• [Action item]
The word "ForgeError" marks the lines to copy; find all of them in the entries below.

• [Information supplied]
//! Repair Orchestrator - Generate -> Validate -> Repair -> Verify
//!
//! Drives one lesson request through a bounded number of generation attempts.
//! Every call to the generator consumes an attempt, whether it returns a
//! draft or fails in transport. A draft with violations is sent back to the
//! model together with its exact violation list.
//!
//! ```text
//! Draft ─► Validating ─► Accepted ─► final gate ─► success
//!              │
//!              ├─► Repairing ─► Validating ─► ...
//!              └─► Rejected (budget spent)
//! ```

use lessonforge_core::{ForgeError, GenerationRequest, StaticValidator, ValidationVerdict, Violation};
use tracing::{debug, error, info, warn};

use crate::error::GenerationError;
use crate::extract::extract_source;
use crate::generator::{LessonGenerator, RepairContext};

/// Default attempt ceiling, including the first draft
pub const DEFAULT_MAX_ATTEMPTS: u32 = 3;

/// Why a request ended without an accepted draft
#[derive(Debug, Clone, PartialEq)]
pub enum RejectionReason {
    /// The last draft still had violations
    Validation(Vec<Violation>),
    /// The last generation call failed
    Transport(GenerationError),
    /// A draft marked accepted failed re-validation
    InvariantBreach(Vec<Violation>),
}

impl RejectionReason {
    /// Human-readable reason, persisted as the record's error message
    pub fn describe(&self) -> String {
        match self {
            RejectionReason::Validation(violations) => format!(
                "Generated code failed validation:\n{}",
                ValidationVerdict::from_violations(violations.clone()).describe()
            ),
            RejectionReason::Transport(err) => format!("Lesson generation failed: {}", err),
            RejectionReason::InvariantBreach(violations) => format!(
                "Accepted code failed final validation:\n{}",
                ValidationVerdict::from_violations(violations.clone()).describe()
            ),
        }
    }
}

/// Result of a full orchestration run
#[derive(Debug, Clone, PartialEq)]
pub enum RepairOutcome {
    Accepted { source: String, attempts: u32 },
    Rejected { reason: RejectionReason, attempts: u32 },
}

impl RepairOutcome {
    pub fn is_accepted(&self) -> bool {
        matches!(self, RepairOutcome::Accepted { .. })
    }

    /// Generation calls made
    pub fn attempts(&self) -> u32 {
        match self {
            RepairOutcome::Accepted { attempts, .. } | RepairOutcome::Rejected { attempts, .. } => {
                *attempts
            }
        }
    }

    pub fn into_result(self) -> lessonforge_core::Result<String> {
        match self {
            RepairOutcome::Accepted { source, .. } => Ok(source),
            RepairOutcome::Rejected { reason, .. } => Err(match reason {
                RejectionReason::Validation(v) | RejectionReason::InvariantBreach(v) => {
                    ForgeError::ValidationRejected(v)
                }
                RejectionReason::Transport(e) => ForgeError::TransportFailure(e.to_string()),
            }),
        }
    }
}

/// Bounded self-repair loop around a [`LessonGenerator`]
#[derive(Debug)]
pub struct RepairOrchestrator {
    validator: StaticValidator,
    max_attempts: u32,
}

impl RepairOrchestrator {
    pub fn new() -> Self {
        Self {
            validator: StaticValidator::new(),
            max_attempts: DEFAULT_MAX_ATTEMPTS,
        }
    }

    /// Custom attempt ceiling (at least one)
    pub fn with_max_attempts(max_attempts: u32) -> Self {
        Self {
            validator: StaticValidator::new(),
            max_attempts: max_attempts.max(1),
        }
    }

    pub fn with_validator(mut self, validator: StaticValidator) -> Self {
        self.validator = validator;
        self
    }

    pub fn max_attempts(&self) -> u32 {
        self.max_attempts
    }

    pub fn validator(&self) -> &StaticValidator {
        &self.validator
    }

    /// Run the loop for one request
    pub async fn run(
        &self,
        generator: &dyn LessonGenerator,
        request: &GenerationRequest,
    ) -> RepairOutcome {
        let mut last_draft: Option<RepairContext> = None;
        let mut last_failure: Option<GenerationError> = None;
        let mut attempts = 0;
        let mut accepted: Option<String> = None;

        while attempts < self.max_attempts {
            let attempt_request = request.at_attempt(attempts);
            attempts += 1;

            let raw = match generator.generate(&attempt_request, last_draft.as_ref()).await {
                Ok(raw) => raw,
                Err(e) => {
                    warn!(
                        lesson_id = %request.lesson_id,
                        attempt = attempts,
                        generator = generator.name(),
                        "generation call failed: {}",
                        e
                    );
                    last_failure = Some(e);
                    continue;
                }
            };
            last_failure = None;

            let source = extract_source(&raw);
            let verdict = self.validator.validate(&source);
            if verdict.is_valid() {
                info!(lesson_id = %request.lesson_id, attempts, "draft accepted");
                accepted = Some(source);
                break;
            }

            debug!(
                lesson_id = %request.lesson_id,
                attempt = attempts,
                "draft rejected:\n{}",
                verdict.describe()
            );
            warn!(
                lesson_id = %request.lesson_id,
                attempt = attempts,
                violations = verdict.violations().len(),
                "draft failed validation"
            );
            last_draft = Some(RepairContext::new(source, verdict.into_violations()));
        }

        if let Some(source) = accepted {
            return self.final_gate(request, source, attempts);
        }

        let reason = match (last_failure, last_draft) {
            (Some(err), _) => RejectionReason::Transport(err),
            (None, Some(draft)) => RejectionReason::Validation(draft.violations),
            (None, None) => RejectionReason::Transport(GenerationError::EmptyResponse),
        };
        warn!(lesson_id = %request.lesson_id, attempts, "repair budget exhausted");
        RepairOutcome::Rejected { reason, attempts }
    }

    /// Re-validate an accepted draft right before reporting success
    fn final_gate(&self, request: &GenerationRequest, source: String, attempts: u32) -> RepairOutcome {
        let verdict = self.validator.validate(&source);
        if verdict.is_valid() {
            return RepairOutcome::Accepted { source, attempts };
        }
        error!(
            lesson_id = %request.lesson_id,
            "invariant breach: accepted draft failed final validation:\n{}",
            verdict.describe()
        );
        RepairOutcome::Rejected {
            reason: RejectionReason::InvariantBreach(verdict.into_violations()),
            attempts,
        }
    }
}

impl Default for RepairOrchestrator {
    fn default() -> Self {
        Self::new()
    }
}

#[cfg(test)]
mod tests {
    use super::*;
    use crate::testing::{ScriptedGenerator, SAMPLE_LESSON};
    use lessonforge_core::{RuleId, Uuid};

    fn request() -> GenerationRequest {
        GenerationRequest::new(Uuid::new_v4(), "Explain photosynthesis")
    }

    fn without_export() -> String {
        SAMPLE_LESSON.replace("export default function", "function")
    }

    #[tokio::test]
    async fn test_first_draft_accepted() {
        let generator = ScriptedGenerator::always(format!("```tsx\n{}```", SAMPLE_LESSON));
        let outcome = RepairOrchestrator::new().run(&generator, &request()).await;

        assert!(outcome.is_accepted());
        assert_eq!(outcome.attempts(), 1);
        assert_eq!(generator.call_count(), 1);
        assert_eq!(generator.repair_contexts(), vec![None]);
    }

    #[tokio::test]
    async fn test_repair_receives_previous_draft_and_violations() {
        let broken = without_export();
        let generator = ScriptedGenerator::new(vec![Ok(broken.clone()), Ok(SAMPLE_LESSON.to_string())]);
        let outcome = RepairOrchestrator::new().run(&generator, &request()).await;

        assert_eq!(outcome.attempts(), 2);
        let contexts = generator.repair_contexts();
        let repair = contexts[1].as_ref().expect("second call is a repair");
        assert_eq!(repair.previous_source, broken);
        assert_eq!(repair.violations[0].rule, RuleId::DefaultExport);
    }

    #[tokio::test]
    async fn test_budget_exhausted_reports_last_violations() {
        let generator = ScriptedGenerator::always(without_export());
        let outcome = RepairOrchestrator::new().run(&generator, &request()).await;

        assert_eq!(generator.call_count(), DEFAULT_MAX_ATTEMPTS);
        match outcome {
            RepairOutcome::Rejected {
                reason: RejectionReason::Validation(violations),
                attempts,
            } => {
                assert_eq!(attempts, 3);
                assert_eq!(violations[0].rule, RuleId::DefaultExport);
            }
            other => panic!("unexpected outcome: {:?}", other),
        }
    }

    #[tokio::test]
    async fn test_trailing_transport_failure_wins() {
        let generator = ScriptedGenerator::new(vec![
            Ok(without_export()),
            Err(GenerationError::Transport("connection reset".into())),
        ]);
        let outcome = RepairOrchestrator::with_max_attempts(2)
            .run(&generator, &request())
            .await;

        assert!(matches!(
            outcome,
            RepairOutcome::Rejected {
                reason: RejectionReason::Transport(_),
                attempts: 2
            }
        ));
        let err = outcome.into_result().unwrap_err();
        assert_eq!(err.kind(), lessonforge_core::FailureKind::TransportFailure);
    }

    #[tokio::test]
    async fn test_transport_failure_consumes_attempt_then_recovers() {
        let generator = ScriptedGenerator::new(vec![
            Err(GenerationError::Api {
                status: 502,
                body: "bad gateway".into(),
            }),
            Ok(SAMPLE_LESSON.to_string()),
        ]);
        let outcome = RepairOrchestrator::new().run(&generator, &request()).await;

        assert!(outcome.is_accepted());
        assert_eq!(outcome.attempts(), 2);
        // no draft yet, so the retry is not a repair
        assert_eq!(generator.repair_contexts(), vec![None, None]);
    }

    #[test]
    fn test_zero_attempts_is_clamped() {
        assert_eq!(RepairOrchestrator::with_max_attempts(0).max_attempts(), 1);
    }

    #[test]
    fn test_rejection_description_numbers_violations() {
        let reason = RejectionReason::Validation(vec![
            Violation::new(RuleId::DefaultExport, "Missing export"),
            Violation::new(RuleId::ClientDirective, "Missing 'use client' directive"),
        ]);
        assert_eq!(
            reason.describe(),
            "Generated code failed validation:\n1. [default-export] Missing export\n2. [client-directive] Missing 'use client' directive"
        );
    }
}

• [Result below]
use lessonforge_core::{ForgeError, GenerationRequest, StaticValidator, ValidationVerdict, Violation};
                    ForgeError::ValidationRejected(v)
                RejectionReason::Transport(e) => ForgeError::TransportFailure(e.to_string()),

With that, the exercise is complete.